Friday, October 11, 2019

You've Gotta Know the Territory

"What the heck, you're welcome, join us at the diner...

The first stop on my recent trip across the Midwest was at the Joliet, Illinois Rax which I initially visited and wrote about last summer, for a quick, just for fun, pre-Raxgiving Rax lunch. While enjoying a dessert of salad bar Oreo fluff and strawberry shortcake, I got my phone out to view my route to my next stop, a bootleg Zantigo all the way in Minnesota. I had expected to take I-90 across Wisconsin, but my navigation app instead routed me across Iowa via I-80. Since this unexpected turn of events had occurred under the solarium of the Joliet Rax, I could only conclude that my new route was the result of the divine intervention of Uncle Alligator. I had recently learned from a reader (Thanks Alex!) that the uniquely Iowan restaurant chain, Maid-Rite, had shrunk well past the Cici’s Point and into broken chain territory. This unexpected route change gave me the perfect opportunity to have a Maid-Rite experience.

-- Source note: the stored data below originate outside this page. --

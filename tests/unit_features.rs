// Unit tests for TF-IDF vectorization: vocabulary selection, IDF weights,
// row normalization.

use hoaxeval::error::FeatureError;
use hoaxeval::features::{StopWords, TfidfParams, TfidfVectorizer};

fn docs(texts: &[&str]) -> Vec<String> {
    texts.iter().map(|s| s.to_string()).collect()
}

fn unigrams() -> TfidfParams {
    TfidfParams {
        ngram_range: (1, 1),
        ..TfidfParams::default()
    }
}

// ============================================================
// Vocabulary
// ============================================================

#[test]
fn vocabulary_is_alphabetical() {
    let mut v = TfidfVectorizer::new(unigrams());
    v.fit(&docs(&["zebra apple", "mango apple"])).unwrap();
    assert_eq!(v.terms(), &["apple", "mango", "zebra"]);
    assert_eq!(v.term_index("mango"), Some(1));
}

#[test]
fn max_features_keeps_most_frequent_terms() {
    let mut v = TfidfVectorizer::new(TfidfParams {
        max_features: Some(2),
        ..unigrams()
    });
    v.fit(&docs(&[
        "hoax hoax hoax news",
        "news viral hoax",
        "viral news report",
    ]))
    .unwrap();
    // hoax: 4, news: 3, viral: 2, report: 1
    assert_eq!(v.terms(), &["hoax", "news"]);
}

#[test]
fn max_features_ties_break_alphabetically() {
    let mut v = TfidfVectorizer::new(TfidfParams {
        max_features: Some(2),
        ..unigrams()
    });
    v.fit(&docs(&["delta charlie bravo alpha"])).unwrap();
    assert_eq!(v.terms(), &["alpha", "bravo"]);
}

#[test]
fn max_features_caps_columns() {
    let corpus: Vec<String> = (0..50).map(|i| format!("term{i} shared words")).collect();
    let mut v = TfidfVectorizer::new(TfidfParams {
        max_features: Some(10),
        ..TfidfParams::default()
    });
    let x = v.fit_transform(&corpus).unwrap();
    assert_eq!(x.ncols(), 10);
    assert_eq!(x.nrows(), 50);
}

#[test]
fn english_stop_words_are_removed() {
    let mut v = TfidfVectorizer::new(TfidfParams {
        stop_words: StopWords::English,
        ..unigrams()
    });
    v.fit(&docs(&["the president and the minister"])).unwrap();
    assert!(v.term_index("the").is_none());
    assert!(v.term_index("and").is_none());
    assert!(v.term_index("president").is_some());
}

#[test]
fn only_short_tokens_gives_empty_vocabulary() {
    let mut v = TfidfVectorizer::new(TfidfParams::default());
    let err = v.fit(&docs(&["a b c", "d e"])).unwrap_err();
    assert!(matches!(err, FeatureError::EmptyVocabulary));
}

// ============================================================
// Weights
// ============================================================

#[test]
fn idf_is_smoothed() {
    let mut v = TfidfVectorizer::new(unigrams());
    v.fit(&docs(&["common rare", "common", "common"])).unwrap();

    let common = v.idf()[v.term_index("common").unwrap()];
    let rare = v.idf()[v.term_index("rare").unwrap()];
    // ln((1 + n) / (1 + df)) + 1 with n = 3
    assert!((common - 1.0).abs() < 1e-12);
    assert!((rare - ((4.0f64 / 2.0).ln() + 1.0)).abs() < 1e-12);
}

#[test]
fn rows_are_l2_normalized() {
    let mut v = TfidfVectorizer::new(TfidfParams::default());
    let x = v
        .fit_transform(&docs(&[
            "breaking news about the election",
            "the election results were announced",
            "viral claim about miracle cure",
        ]))
        .unwrap();

    for row in x.rows() {
        let norm = row.dot(&row).sqrt();
        assert!((norm - 1.0).abs() < 1e-9, "row norm {norm}");
    }
    assert!(x.iter().all(|&v| v >= 0.0));
}

#[test]
fn unseen_document_becomes_zero_row() {
    let mut v = TfidfVectorizer::new(unigrams());
    v.fit(&docs(&["known words only"])).unwrap();
    let x = v.transform(&docs(&["completely different"])).unwrap();
    assert!(x.iter().all(|&v| v == 0.0));
}

#[test]
fn transform_is_deterministic() {
    let corpus = docs(&["alpha beta gamma", "beta gamma delta", "gamma delta alpha"]);
    let mut a = TfidfVectorizer::new(TfidfParams::default());
    let mut b = TfidfVectorizer::new(TfidfParams::default());
    assert_eq!(a.fit_transform(&corpus).unwrap(), b.fit_transform(&corpus).unwrap());
}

I hastily plotted a route to a Maid-Rite location near the interstate in Davenport, and left Rax, offering up a salad bar crouton to Uncle Alligator as tribute on my way out.

Two hours and one Mississippi River crossing later, I had entered The Hawkeye State, like a modern-day Professor Harold Hill, handsome smooth-talking charlatan that I am, and no sooner had exited the interstate in search of the Maid-Rite that would provide my second lunch of the day. This would be the second Maid-Rite experience of my life. The first was a disappointing stop at the only official Maid-Rite in Ohio, which is attached to a dirty Sunoco station in Piqua. (A formerly-affiliated, presently unofficial Maid-Rite is a beloved institution in Greenville, Ohio.) I was looking forward to a definitively Iowan Maid-Rite experience at what I hoped was a long-standing location. Maid-Rite is, after all, among the oldest surviving American restaurant chains.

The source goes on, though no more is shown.